## Assignment
How many of the lines below include "ConfigProvider"? Give the number and no other words.

## Data for review
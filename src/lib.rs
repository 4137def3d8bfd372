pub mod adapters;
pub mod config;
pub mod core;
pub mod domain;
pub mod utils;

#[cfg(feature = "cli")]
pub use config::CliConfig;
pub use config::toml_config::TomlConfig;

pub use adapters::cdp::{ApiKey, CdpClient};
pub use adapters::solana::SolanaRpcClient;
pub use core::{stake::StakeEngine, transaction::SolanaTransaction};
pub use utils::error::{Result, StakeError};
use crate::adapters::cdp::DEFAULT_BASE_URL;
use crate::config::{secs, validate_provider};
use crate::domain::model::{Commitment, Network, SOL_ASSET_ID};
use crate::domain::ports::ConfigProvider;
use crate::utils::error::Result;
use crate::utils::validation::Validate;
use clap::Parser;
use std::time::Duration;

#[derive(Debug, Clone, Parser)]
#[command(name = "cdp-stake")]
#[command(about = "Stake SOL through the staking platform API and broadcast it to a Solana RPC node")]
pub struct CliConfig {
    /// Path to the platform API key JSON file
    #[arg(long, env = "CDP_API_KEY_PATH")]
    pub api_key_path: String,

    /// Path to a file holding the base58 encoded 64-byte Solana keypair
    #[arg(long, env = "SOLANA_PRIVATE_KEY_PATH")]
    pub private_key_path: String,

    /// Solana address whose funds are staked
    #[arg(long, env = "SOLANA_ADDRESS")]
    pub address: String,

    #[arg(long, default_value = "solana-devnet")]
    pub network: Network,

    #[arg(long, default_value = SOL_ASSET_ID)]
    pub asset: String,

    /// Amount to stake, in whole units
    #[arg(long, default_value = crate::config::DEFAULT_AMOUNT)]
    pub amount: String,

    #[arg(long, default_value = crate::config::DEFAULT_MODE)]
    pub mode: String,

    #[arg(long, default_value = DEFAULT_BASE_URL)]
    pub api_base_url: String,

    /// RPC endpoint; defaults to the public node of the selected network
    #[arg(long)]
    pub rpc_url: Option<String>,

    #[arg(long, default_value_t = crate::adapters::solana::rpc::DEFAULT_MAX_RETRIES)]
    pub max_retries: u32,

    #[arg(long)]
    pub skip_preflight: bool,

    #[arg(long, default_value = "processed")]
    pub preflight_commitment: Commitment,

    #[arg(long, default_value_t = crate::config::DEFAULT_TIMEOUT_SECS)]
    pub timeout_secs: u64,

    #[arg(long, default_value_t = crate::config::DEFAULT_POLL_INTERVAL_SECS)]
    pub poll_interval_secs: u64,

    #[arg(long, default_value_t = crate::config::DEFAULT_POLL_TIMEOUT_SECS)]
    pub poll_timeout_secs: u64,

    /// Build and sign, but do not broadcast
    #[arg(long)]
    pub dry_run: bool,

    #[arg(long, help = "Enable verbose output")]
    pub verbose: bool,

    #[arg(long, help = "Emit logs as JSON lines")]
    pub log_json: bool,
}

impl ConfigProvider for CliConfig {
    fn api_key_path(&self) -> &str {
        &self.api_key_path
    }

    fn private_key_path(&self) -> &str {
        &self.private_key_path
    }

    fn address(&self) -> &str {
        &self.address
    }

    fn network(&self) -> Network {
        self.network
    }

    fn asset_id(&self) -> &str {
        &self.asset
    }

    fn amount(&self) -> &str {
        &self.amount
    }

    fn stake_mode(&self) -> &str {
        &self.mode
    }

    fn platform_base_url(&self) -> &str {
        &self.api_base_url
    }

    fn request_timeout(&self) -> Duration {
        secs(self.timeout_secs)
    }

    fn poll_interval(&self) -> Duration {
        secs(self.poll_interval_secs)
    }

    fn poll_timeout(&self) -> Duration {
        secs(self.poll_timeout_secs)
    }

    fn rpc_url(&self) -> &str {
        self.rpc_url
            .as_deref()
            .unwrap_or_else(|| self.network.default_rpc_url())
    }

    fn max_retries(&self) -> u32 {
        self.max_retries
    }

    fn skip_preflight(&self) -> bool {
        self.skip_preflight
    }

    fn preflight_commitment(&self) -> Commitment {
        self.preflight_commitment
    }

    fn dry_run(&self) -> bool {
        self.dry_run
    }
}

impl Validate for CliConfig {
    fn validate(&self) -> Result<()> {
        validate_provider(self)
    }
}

## Written answer
2